↓↓↓
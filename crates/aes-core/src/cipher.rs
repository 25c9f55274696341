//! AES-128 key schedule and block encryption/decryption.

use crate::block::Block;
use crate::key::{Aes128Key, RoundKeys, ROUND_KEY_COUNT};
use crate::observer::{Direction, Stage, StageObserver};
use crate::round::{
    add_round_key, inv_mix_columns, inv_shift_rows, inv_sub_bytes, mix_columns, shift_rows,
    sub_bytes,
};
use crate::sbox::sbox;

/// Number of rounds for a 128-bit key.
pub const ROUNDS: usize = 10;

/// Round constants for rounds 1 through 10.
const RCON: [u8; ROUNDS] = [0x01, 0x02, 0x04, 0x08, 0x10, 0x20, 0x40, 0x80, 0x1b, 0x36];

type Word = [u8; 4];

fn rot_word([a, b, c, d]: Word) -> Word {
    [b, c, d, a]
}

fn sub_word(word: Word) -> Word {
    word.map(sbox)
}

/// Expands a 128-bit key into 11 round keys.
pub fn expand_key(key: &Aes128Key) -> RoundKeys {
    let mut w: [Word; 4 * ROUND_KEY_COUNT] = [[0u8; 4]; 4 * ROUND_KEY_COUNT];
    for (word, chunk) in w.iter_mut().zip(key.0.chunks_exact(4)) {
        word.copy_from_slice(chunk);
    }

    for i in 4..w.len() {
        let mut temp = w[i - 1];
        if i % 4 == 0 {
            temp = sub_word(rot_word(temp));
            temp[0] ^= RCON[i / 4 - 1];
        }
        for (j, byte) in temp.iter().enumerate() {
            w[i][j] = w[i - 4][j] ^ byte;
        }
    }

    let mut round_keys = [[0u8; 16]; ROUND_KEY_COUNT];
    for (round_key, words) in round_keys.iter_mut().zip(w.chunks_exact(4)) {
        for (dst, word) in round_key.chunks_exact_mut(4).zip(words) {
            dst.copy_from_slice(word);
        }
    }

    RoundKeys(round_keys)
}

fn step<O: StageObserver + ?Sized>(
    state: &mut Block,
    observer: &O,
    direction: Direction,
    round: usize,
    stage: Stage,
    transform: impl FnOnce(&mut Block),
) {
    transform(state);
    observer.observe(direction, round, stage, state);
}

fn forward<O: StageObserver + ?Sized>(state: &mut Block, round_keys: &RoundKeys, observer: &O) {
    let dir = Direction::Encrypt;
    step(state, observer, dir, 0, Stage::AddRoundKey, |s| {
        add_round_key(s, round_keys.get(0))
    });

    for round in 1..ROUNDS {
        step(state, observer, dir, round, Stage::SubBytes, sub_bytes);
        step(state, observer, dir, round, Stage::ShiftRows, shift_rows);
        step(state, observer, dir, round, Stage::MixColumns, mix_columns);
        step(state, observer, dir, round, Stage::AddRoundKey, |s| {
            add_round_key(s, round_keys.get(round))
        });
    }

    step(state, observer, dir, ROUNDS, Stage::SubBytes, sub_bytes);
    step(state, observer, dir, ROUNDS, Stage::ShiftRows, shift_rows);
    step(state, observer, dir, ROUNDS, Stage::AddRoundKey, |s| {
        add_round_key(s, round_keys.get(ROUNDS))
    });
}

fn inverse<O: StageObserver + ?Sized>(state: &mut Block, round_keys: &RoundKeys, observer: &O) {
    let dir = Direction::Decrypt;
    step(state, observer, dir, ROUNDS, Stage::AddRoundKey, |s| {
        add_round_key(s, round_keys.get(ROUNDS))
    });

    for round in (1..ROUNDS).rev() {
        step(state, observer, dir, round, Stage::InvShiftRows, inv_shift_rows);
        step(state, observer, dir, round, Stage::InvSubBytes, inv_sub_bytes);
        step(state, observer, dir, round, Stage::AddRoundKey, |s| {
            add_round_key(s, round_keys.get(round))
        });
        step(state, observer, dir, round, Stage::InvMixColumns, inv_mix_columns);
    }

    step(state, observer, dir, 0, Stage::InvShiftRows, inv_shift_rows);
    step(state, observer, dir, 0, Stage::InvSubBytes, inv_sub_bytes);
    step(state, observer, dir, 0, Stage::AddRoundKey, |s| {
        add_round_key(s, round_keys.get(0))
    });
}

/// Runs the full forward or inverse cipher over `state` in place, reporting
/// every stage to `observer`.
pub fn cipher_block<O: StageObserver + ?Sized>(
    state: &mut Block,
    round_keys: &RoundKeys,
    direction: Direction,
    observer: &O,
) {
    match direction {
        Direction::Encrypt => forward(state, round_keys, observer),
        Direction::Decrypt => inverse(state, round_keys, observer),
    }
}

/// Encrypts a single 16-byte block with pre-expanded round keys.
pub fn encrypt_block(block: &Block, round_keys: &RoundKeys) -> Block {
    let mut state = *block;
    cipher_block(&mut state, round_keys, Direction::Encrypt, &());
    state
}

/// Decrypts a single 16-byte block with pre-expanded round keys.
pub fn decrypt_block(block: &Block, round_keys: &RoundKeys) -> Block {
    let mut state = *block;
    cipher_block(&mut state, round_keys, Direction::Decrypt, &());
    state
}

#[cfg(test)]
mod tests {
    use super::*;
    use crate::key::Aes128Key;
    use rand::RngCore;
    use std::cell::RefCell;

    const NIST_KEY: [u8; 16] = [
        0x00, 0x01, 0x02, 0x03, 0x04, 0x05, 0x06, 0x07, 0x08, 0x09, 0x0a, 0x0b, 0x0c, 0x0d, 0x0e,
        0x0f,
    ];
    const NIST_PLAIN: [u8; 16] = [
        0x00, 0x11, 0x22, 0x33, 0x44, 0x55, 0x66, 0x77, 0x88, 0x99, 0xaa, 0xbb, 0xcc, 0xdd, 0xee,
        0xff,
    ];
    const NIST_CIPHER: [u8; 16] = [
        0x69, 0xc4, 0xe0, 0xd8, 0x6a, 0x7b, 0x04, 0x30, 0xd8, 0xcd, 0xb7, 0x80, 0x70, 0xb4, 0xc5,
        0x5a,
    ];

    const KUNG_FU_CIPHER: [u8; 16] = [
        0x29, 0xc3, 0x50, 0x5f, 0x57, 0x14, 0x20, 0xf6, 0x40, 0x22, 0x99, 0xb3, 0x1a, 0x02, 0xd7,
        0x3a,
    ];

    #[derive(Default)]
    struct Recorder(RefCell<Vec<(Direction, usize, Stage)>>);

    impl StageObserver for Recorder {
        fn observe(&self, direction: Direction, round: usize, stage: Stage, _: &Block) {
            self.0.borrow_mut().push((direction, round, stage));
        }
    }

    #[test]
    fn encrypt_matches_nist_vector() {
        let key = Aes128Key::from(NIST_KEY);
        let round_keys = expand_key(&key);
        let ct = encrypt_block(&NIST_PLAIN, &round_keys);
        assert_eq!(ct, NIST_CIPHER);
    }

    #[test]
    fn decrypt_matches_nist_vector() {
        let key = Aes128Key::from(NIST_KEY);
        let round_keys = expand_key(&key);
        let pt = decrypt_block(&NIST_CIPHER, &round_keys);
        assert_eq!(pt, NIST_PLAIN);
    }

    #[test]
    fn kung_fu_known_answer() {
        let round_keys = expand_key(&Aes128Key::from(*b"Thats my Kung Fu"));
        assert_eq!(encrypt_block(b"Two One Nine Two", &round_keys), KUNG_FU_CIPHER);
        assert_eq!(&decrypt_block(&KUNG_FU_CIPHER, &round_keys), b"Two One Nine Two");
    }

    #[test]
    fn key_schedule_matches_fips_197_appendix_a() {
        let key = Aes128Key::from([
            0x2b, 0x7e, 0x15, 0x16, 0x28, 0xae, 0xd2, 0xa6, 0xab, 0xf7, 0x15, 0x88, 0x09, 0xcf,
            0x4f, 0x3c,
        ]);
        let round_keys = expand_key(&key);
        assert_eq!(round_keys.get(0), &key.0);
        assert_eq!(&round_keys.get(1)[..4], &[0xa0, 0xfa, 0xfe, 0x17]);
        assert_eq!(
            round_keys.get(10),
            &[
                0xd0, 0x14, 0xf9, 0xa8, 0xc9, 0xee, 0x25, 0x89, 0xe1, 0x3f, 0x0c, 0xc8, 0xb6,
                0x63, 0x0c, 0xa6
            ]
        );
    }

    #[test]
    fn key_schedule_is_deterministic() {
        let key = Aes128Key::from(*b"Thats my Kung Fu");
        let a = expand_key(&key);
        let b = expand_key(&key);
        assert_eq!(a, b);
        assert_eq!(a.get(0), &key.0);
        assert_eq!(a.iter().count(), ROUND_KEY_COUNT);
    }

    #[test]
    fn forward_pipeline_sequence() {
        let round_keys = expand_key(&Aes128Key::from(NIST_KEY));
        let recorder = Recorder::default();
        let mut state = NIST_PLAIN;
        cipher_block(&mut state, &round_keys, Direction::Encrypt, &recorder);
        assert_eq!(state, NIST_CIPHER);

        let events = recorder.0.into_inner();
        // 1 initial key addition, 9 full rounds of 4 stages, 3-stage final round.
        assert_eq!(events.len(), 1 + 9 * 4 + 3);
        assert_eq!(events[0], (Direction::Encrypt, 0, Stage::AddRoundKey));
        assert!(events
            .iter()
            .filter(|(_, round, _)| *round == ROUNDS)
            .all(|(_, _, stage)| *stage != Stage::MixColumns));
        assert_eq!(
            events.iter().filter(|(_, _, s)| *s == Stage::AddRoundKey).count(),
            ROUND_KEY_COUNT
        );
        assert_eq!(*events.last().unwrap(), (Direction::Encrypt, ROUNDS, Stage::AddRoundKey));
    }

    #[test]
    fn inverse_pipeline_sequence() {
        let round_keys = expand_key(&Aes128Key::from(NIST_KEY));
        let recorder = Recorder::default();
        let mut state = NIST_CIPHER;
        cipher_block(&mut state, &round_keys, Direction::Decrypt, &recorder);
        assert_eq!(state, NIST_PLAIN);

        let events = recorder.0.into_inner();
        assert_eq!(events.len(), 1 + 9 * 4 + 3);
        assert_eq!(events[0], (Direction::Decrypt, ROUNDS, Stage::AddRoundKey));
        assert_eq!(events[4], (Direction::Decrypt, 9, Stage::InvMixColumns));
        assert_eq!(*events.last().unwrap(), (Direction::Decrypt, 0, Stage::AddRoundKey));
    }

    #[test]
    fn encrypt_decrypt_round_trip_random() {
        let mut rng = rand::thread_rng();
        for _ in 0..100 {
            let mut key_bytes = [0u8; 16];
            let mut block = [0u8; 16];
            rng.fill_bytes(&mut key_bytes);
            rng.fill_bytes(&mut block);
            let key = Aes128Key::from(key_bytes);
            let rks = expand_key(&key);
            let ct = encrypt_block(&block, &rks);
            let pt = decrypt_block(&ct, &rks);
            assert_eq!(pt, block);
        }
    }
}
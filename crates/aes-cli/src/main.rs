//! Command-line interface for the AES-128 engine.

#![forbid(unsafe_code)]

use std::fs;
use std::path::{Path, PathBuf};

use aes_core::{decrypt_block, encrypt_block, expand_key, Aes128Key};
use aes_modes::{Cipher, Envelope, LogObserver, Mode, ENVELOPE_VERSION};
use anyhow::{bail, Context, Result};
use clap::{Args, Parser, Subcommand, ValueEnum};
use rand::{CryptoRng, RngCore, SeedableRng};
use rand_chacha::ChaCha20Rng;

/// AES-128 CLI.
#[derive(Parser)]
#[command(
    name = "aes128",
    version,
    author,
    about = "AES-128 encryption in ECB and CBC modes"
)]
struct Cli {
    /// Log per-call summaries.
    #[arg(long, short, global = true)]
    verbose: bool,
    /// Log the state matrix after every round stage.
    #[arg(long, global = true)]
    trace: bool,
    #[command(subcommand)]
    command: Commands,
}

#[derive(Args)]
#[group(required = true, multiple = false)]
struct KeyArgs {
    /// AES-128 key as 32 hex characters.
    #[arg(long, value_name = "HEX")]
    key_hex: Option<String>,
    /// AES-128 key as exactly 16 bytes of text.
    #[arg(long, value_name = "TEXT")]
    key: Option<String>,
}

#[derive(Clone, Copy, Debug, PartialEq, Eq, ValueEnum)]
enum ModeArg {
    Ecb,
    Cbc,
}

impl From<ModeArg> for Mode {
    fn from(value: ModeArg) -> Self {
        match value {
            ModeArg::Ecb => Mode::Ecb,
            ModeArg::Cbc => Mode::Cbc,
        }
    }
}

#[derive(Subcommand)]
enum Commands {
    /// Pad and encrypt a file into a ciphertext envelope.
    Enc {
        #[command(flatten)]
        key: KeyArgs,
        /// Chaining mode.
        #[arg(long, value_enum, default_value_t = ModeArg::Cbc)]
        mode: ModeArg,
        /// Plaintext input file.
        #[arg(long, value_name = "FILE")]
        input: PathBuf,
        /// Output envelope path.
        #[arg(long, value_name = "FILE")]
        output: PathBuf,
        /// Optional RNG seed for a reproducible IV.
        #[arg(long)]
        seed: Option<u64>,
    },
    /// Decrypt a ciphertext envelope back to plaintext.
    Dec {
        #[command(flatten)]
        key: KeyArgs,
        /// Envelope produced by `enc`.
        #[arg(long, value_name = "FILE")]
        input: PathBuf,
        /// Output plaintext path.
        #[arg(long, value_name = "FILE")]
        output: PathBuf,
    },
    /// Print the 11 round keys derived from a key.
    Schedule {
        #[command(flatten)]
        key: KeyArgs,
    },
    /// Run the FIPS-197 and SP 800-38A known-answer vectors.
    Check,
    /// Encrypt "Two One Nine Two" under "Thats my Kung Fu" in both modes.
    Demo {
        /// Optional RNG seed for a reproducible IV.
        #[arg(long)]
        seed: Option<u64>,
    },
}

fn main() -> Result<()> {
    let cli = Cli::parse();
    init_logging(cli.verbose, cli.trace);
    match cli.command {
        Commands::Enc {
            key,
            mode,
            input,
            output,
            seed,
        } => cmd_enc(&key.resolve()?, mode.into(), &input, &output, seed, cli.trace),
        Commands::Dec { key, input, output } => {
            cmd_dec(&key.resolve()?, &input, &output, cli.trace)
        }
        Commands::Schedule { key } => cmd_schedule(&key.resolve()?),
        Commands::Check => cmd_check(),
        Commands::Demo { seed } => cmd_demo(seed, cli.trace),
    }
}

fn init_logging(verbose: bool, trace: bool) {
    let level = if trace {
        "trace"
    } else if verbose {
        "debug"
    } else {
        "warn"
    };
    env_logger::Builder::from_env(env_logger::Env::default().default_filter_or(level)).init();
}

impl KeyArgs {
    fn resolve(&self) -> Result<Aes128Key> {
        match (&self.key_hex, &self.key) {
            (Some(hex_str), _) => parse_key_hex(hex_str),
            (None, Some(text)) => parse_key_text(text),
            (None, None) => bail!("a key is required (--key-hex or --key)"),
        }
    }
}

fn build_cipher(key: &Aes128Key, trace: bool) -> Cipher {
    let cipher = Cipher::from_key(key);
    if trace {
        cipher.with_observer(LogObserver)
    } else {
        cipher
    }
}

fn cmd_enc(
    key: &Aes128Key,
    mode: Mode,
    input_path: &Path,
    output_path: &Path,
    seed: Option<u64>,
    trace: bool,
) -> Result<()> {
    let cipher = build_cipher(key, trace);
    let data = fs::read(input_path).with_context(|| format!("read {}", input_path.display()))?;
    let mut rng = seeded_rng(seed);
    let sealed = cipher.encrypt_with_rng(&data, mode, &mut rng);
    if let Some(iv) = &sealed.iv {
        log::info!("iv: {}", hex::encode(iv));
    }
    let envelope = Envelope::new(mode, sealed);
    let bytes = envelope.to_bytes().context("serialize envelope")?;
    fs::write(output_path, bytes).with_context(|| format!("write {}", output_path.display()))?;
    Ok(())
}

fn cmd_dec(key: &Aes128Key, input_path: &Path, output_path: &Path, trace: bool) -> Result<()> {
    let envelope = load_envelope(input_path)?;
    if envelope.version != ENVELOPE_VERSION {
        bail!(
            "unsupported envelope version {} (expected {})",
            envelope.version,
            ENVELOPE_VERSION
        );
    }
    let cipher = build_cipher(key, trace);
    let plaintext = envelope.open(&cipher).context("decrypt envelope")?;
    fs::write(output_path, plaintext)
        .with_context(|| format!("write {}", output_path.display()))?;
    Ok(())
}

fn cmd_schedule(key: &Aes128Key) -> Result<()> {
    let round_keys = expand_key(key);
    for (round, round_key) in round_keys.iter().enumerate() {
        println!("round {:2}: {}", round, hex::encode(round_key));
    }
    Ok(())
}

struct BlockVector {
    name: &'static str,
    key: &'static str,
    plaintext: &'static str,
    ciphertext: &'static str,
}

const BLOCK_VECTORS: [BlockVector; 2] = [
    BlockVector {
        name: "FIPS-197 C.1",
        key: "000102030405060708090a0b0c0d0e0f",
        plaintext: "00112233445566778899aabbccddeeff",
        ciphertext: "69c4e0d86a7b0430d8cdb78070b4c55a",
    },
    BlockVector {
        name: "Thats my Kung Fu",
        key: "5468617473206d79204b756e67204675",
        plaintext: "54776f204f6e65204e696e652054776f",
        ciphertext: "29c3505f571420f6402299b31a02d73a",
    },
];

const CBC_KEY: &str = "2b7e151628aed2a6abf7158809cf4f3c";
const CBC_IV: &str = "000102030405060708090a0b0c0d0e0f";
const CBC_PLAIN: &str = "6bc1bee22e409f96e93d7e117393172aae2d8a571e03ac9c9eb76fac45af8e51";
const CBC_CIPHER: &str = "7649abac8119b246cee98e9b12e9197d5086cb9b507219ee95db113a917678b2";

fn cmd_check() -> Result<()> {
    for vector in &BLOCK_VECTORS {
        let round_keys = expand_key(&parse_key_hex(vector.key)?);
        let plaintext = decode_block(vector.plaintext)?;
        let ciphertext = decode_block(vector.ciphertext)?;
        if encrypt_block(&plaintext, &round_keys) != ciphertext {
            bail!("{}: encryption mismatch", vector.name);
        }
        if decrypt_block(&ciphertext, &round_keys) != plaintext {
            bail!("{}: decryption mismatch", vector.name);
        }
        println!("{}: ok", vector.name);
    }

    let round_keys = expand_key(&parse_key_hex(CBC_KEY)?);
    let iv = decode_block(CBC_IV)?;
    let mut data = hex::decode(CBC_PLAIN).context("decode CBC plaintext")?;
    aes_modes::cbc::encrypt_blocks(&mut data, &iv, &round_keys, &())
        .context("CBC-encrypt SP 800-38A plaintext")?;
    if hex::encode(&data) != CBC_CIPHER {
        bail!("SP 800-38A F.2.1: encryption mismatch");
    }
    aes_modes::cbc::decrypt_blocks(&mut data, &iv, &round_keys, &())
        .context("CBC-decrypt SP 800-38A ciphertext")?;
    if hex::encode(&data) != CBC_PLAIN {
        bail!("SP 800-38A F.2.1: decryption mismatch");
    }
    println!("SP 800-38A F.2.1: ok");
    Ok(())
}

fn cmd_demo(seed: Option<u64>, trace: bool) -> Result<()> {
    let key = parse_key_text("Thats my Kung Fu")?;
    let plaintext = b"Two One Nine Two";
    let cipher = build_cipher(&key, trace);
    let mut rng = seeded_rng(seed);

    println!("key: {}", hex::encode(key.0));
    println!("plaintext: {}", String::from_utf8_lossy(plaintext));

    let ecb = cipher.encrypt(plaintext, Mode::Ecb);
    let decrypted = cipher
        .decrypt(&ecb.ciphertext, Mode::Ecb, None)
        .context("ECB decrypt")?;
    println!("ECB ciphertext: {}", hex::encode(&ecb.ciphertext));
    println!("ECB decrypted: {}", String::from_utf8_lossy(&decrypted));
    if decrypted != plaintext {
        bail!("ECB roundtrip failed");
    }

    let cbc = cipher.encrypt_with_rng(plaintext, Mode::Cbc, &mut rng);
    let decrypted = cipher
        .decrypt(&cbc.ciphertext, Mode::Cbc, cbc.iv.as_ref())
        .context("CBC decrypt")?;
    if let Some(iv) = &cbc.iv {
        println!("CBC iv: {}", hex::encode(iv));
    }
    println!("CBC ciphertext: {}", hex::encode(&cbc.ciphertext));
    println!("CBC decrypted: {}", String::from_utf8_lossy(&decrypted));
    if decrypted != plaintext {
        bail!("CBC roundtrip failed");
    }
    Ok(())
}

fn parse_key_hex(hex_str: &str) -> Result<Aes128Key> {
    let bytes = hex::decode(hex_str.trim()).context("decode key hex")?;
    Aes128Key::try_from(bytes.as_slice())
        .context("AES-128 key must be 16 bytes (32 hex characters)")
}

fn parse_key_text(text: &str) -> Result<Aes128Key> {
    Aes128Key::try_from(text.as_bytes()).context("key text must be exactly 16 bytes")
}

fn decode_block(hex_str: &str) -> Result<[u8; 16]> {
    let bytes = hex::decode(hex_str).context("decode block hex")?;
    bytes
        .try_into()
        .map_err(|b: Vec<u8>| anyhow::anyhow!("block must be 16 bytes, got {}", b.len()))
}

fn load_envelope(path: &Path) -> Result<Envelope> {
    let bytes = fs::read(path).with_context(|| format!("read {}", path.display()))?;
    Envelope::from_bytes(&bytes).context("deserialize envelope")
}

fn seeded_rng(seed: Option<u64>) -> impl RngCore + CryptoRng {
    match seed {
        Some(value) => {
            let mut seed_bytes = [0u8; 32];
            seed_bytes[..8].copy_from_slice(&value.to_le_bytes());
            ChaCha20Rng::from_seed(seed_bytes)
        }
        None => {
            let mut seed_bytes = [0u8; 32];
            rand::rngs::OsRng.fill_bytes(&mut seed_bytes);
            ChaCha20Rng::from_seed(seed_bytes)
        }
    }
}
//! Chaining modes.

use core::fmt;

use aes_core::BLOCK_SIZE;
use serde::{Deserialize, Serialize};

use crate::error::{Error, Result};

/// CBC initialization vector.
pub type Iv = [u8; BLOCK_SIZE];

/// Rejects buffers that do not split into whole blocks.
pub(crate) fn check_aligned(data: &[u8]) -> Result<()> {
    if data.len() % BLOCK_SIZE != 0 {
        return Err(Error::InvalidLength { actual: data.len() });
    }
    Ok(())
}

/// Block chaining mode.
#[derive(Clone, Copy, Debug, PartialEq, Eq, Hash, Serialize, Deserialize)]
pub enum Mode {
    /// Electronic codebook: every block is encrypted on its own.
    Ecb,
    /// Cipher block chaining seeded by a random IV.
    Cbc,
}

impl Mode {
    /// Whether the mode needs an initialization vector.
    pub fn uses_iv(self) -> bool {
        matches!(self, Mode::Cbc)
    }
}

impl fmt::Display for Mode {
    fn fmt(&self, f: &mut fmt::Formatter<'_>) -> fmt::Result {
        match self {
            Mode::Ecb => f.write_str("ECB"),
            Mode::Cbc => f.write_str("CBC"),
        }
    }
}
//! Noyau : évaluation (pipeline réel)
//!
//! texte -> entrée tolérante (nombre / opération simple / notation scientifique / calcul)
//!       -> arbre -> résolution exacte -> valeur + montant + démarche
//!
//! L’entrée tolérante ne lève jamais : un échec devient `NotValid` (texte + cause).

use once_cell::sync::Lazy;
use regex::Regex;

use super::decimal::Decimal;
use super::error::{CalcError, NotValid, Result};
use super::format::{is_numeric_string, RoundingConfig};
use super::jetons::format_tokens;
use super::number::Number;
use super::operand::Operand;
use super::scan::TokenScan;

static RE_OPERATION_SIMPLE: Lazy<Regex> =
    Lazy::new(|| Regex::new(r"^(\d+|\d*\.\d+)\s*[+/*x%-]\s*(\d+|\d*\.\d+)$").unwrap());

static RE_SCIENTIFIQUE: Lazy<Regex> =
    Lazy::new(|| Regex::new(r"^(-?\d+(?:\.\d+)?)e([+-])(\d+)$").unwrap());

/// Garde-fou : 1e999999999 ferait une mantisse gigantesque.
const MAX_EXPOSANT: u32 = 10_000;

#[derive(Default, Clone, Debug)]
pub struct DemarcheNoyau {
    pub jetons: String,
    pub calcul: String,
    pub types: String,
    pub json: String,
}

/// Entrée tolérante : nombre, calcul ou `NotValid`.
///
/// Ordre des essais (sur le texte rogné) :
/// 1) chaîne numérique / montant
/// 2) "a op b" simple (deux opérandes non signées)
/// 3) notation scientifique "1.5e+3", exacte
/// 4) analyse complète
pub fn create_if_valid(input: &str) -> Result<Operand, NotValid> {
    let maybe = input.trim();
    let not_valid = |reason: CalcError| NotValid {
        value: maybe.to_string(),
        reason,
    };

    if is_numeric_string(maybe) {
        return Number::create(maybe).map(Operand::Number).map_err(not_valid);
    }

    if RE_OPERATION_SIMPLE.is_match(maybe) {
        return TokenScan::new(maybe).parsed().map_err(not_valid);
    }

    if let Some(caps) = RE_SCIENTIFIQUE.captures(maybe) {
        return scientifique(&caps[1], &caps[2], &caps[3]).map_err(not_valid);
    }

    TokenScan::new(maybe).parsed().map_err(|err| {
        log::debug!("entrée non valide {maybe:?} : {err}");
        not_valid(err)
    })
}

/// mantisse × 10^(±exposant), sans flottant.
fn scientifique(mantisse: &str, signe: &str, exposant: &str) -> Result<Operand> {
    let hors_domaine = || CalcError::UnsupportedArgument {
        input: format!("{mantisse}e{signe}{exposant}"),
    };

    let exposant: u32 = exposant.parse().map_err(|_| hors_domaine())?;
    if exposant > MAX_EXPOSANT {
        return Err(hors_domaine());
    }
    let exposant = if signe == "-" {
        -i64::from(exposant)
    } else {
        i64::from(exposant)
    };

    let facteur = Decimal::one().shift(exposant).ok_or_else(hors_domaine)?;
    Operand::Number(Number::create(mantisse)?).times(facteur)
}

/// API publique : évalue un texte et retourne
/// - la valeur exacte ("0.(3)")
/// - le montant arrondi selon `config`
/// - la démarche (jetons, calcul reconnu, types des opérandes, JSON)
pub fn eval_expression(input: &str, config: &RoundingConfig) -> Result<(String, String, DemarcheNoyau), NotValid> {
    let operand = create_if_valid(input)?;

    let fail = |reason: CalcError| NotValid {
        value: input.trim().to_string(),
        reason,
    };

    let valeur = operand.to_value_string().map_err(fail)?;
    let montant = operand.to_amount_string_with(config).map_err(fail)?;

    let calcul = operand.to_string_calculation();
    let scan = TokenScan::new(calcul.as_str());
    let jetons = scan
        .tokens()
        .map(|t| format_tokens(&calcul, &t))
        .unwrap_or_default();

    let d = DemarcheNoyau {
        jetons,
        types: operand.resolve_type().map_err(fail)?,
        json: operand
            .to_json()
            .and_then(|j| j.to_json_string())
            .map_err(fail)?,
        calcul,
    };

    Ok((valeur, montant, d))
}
↑↑↑
[TASK OBJECTIVE]: Show each line of the data that contains the string "DemarcheNoyau".

[FINISHED EXERCISE]:
pub struct DemarcheNoyau {
pub fn eval_expression(input: &str, config: &RoundingConfig) -> Result<(String, String, DemarcheNoyau), NotValid> {
    let d = DemarcheNoyau {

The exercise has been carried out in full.